Overall, if you enjoyed No Country you will get something worthwhile from this and it is certainly worth your time. The opposite of course also applies, and at least for some, this is worth considering
"why on earth did this win its accolades?"
I was drawn by its Pulitzer Prize-winning status and anticipated something original and maybe challenging to the reader. I was deeply disappointed. Science Fiction as a genre is full of examples of much more interesting post-apocalyptic tales. McCarthy has much less to offer here - what others have described as 'bleak', I would characterise as 'dull'. Don't get me wrong, it's competently written and the narrator is okay - it's the content that lets it down. So why the prize? Maybe Science Fiction is beneath the dignity of most literary critics, so they have an inadequate frame of reference? Or maybe McCarthy was deemed worthy on the basis of what I believe to be called 'Buggin's round?' Regardless, for a much more intriguing and satisfying post-apocalyptic journey, I reccommend Audible customers to try Margaret Attwood's terrific 'Oryx and Crake'.

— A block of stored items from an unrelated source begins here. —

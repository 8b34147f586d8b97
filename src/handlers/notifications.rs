//! # Notification Handlers

use axum::{
    Json,
    extract::{Path, Query, State, rejection::QueryRejection},
    http::StatusCode,
};
use uuid::Uuid;

use crate::auth::{UserHeader, UserId};
use crate::error::{ApiError, not_found};
use crate::handlers::types::{
    NotificationView, NotificationsQuery, UnreadCountResponse, UpdatedCountResponse,
};
use crate::server::AppState;

/// List the caller's notifications, newest first
#[utoipa::path(
    get,
    path = "/notifications",
    params(NotificationsQuery, UserHeader),
    responses(
        (status = 200, description = "Notifications", body = [NotificationView]),
        (status = 401, description = "Missing or invalid X-User-Id", body = ApiError)
    ),
    tag = "notifications"
)]
pub async fn list_notifications(
    State(state): State<AppState>,
    UserId(user_id): UserId,
    query: Result<Query<NotificationsQuery>, QueryRejection>,
) -> Result<Json<Vec<NotificationView>>, ApiError> {
    let Query(query) = query?;
    let notifications = state
        .notifications
        .get_notifications(user_id, query.unread_only)
        .await?
        .into_iter()
        .map(NotificationView::from)
        .collect();
    Ok(Json(notifications))
}

#[utoipa::path(
    get,
    path = "/notifications/unread-count",
    params(UserHeader),
    responses(
        (status = 200, description = "Unread notification count", body = UnreadCountResponse),
        (status = 401, description = "Missing or invalid X-User-Id", body = ApiError)
    ),
    tag = "notifications"
)]
pub async fn unread_count(
    State(state): State<AppState>,
    UserId(user_id): UserId,
) -> Result<Json<UnreadCountResponse>, ApiError> {
    let count = state.notifications.get_unread_count(user_id).await?;
    Ok(Json(UnreadCountResponse { count }))
}

#[utoipa::path(
    post,
    path = "/notifications/{id}/read",
    params(
        ("id" = Uuid, Path, description = "Notification ID"),
        UserHeader
    ),
    responses(
        (status = 204, description = "Marked as read"),
        (status = 401, description = "Missing or invalid X-User-Id", body = ApiError),
        (status = 404, description = "No such notification for this user", body = ApiError)
    ),
    tag = "notifications"
)]
pub async fn mark_read(
    State(state): State<AppState>,
    UserId(user_id): UserId,
    Path(id): Path<Uuid>,
) -> Result<StatusCode, ApiError> {
    if state.notifications.mark_as_read(user_id, id).await? {
        Ok(StatusCode::NO_CONTENT)
    } else {
        Err(not_found("Notification not found"))
    }
}

#[utoipa::path(
    post,
    path = "/notifications/read-all",
    params(UserHeader),
    responses(
        (status = 200, description = "Notifications marked as read", body = UpdatedCountResponse),
        (status = 401, description = "Missing or invalid X-User-Id", body = ApiError)
    ),
    tag = "notifications"
)]
pub async fn mark_all_read(
    State(state): State<AppState>,
    UserId(user_id): UserId,
) -> Result<Json<UpdatedCountResponse>, ApiError> {
    let updated = state.notifications.mark_all_as_read(user_id).await?;
    Ok(Json(UpdatedCountResponse { updated }))
}

#[utoipa::path(
    delete,
    path = "/notifications/{id}",
    params(
        ("id" = Uuid, Path, description = "Notification ID"),
        UserHeader
    ),
    responses(
        (status = 204, description = "Deleted"),
        (status = 401, description = "Missing or invalid X-User-Id", body = ApiError),
        (status = 404, description = "No such notification for this user", body = ApiError)
    ),
    tag = "notifications"
)]
pub async fn delete_notification(
    State(state): State<AppState>,
    UserId(user_id): UserId,
    Path(id): Path<Uuid>,
) -> Result<StatusCode, ApiError> {
    if state.notifications.delete(user_id, id).await? {
        Ok(StatusCode::NO_CONTENT)
    } else {
        Err(not_found("Notification not found"))
    }
}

"So Desolate, So Miserable, But So Good!"
The story painted a picture of a future so bleak it defines the apocalypse genre... The reader did a great job defining the characters and emotions.
Great story, short running time and engaging characters.
No, but I will be looking at his other books
I felt the narrator's voice took a little getting used to but, once I had, this was an enthralling tale of a great book. the inherent difficulties of conveying the book in voice were extremely well tackled through a measured narration. The different characters were well handled. The denouement was incredibly moving.
Al in all, a superb adaptation: highly recommended.
"Brutal but brilliant"
This is a fantastic book. Brutal and sparse with barely a drop of hope. Great narration too.
Sparse but powerful prose, littered with deep insights. Loved it. It often reminded me of the way Hemmingway wrote. definitely planning to check out some more of his work.